▸ **Your objective**:
Give the lines below again exactly, starting with the line that holds "pub fn document()" and going on through the line that holds "pub fn scroll_to_top()".
-- Opening Marker --
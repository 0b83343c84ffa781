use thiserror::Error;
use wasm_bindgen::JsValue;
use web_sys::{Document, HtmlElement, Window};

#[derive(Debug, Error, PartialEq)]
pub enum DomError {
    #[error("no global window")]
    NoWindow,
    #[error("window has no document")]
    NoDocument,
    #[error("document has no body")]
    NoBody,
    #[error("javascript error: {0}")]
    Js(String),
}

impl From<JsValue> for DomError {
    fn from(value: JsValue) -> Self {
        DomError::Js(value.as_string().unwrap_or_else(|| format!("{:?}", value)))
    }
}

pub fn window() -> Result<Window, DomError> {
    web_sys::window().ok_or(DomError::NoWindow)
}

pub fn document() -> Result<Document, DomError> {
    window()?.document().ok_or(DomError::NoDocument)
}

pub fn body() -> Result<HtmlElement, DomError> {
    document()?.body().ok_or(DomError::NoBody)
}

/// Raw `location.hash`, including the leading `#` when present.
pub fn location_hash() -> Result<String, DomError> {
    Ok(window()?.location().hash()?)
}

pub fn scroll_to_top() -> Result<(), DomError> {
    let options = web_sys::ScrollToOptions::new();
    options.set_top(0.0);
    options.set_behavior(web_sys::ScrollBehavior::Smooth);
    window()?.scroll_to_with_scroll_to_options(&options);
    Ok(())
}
-- Closing Marker --
-- Opening Marker --
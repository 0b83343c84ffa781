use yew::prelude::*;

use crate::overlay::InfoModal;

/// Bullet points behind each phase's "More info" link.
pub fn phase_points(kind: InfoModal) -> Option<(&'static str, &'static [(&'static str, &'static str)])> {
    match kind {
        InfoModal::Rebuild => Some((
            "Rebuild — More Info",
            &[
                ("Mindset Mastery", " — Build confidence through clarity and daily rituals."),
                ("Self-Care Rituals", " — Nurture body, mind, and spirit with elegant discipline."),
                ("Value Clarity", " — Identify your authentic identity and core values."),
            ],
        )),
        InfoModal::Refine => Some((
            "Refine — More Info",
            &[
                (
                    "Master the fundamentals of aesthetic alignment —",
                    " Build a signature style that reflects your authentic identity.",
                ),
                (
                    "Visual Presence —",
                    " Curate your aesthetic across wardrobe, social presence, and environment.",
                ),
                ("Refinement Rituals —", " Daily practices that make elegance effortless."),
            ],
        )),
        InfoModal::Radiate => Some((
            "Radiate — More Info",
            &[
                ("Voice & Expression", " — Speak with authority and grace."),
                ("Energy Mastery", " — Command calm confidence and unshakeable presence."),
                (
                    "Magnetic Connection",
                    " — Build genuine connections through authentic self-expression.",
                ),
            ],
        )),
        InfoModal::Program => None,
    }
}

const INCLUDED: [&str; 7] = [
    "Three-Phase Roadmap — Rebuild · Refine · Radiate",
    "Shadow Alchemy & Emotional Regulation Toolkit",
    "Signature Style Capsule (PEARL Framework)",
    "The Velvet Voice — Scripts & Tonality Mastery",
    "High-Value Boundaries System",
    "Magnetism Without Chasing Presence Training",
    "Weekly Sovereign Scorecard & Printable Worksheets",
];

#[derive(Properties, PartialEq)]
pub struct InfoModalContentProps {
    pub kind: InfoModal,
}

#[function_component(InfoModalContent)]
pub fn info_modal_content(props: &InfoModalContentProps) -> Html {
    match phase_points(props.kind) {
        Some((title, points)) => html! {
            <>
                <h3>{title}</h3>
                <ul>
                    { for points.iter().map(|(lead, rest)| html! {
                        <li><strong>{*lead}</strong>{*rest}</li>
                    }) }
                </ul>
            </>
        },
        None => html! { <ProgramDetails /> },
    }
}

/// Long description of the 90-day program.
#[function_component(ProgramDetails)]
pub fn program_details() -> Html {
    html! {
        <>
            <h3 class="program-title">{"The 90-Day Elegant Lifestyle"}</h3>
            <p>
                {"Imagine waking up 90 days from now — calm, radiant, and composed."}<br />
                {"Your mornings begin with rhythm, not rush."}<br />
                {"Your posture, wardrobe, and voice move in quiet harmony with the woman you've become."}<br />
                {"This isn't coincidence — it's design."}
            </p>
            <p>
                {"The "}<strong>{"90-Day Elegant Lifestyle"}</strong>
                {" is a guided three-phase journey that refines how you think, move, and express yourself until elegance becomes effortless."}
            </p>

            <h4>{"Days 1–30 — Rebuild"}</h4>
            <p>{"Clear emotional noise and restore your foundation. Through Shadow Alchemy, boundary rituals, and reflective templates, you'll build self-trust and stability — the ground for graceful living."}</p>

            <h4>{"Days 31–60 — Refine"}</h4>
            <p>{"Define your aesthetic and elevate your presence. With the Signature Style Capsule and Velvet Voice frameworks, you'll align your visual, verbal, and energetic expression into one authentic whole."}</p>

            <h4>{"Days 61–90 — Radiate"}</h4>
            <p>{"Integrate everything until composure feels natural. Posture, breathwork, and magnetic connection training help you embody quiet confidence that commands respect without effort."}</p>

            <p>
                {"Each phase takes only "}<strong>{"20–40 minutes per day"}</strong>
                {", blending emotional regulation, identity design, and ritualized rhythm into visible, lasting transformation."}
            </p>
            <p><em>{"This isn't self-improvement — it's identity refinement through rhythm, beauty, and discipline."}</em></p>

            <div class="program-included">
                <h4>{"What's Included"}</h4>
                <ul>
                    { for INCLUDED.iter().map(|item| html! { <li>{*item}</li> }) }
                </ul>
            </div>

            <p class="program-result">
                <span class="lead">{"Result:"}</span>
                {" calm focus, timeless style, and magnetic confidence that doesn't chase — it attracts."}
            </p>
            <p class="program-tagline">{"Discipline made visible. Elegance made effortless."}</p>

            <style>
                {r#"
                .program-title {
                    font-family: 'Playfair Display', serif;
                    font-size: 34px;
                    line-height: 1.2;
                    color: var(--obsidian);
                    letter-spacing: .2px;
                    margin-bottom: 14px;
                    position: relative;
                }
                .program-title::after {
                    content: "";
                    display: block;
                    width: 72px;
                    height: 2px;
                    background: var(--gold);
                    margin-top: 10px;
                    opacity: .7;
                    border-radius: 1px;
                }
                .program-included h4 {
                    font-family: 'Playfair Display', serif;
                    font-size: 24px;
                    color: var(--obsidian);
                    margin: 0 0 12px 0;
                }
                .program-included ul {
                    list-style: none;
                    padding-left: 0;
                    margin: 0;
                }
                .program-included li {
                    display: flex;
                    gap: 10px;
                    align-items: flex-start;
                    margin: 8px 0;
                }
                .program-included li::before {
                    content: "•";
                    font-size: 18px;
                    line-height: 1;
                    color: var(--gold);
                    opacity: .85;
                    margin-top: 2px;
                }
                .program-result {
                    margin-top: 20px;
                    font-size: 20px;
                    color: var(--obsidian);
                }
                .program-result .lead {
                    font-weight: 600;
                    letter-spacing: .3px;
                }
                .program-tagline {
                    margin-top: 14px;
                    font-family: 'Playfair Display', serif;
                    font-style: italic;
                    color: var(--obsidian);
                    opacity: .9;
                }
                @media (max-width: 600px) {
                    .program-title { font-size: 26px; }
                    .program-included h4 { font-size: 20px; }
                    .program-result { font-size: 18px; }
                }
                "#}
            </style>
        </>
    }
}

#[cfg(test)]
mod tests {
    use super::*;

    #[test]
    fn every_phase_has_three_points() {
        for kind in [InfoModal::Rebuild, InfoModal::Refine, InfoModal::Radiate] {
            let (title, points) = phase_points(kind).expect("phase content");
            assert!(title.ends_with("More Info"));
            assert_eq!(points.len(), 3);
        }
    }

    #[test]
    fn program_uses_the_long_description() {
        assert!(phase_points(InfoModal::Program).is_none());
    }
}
-- Closing Marker --
▸ **Exercise response**:
pub fn document() -> Result<Document, DomError> {
    window()?.document().ok_or(DomError::NoDocument)
}

pub fn body() -> Result<HtmlElement, DomError> {
    document()?.body().ok_or(DomError::NoBody)
}

/// Raw `location.hash`, including the leading `#` when present.
pub fn location_hash() -> Result<String, DomError> {
    Ok(window()?.location().hash()?)
}

pub fn scroll_to_top() -> Result<(), DomError> {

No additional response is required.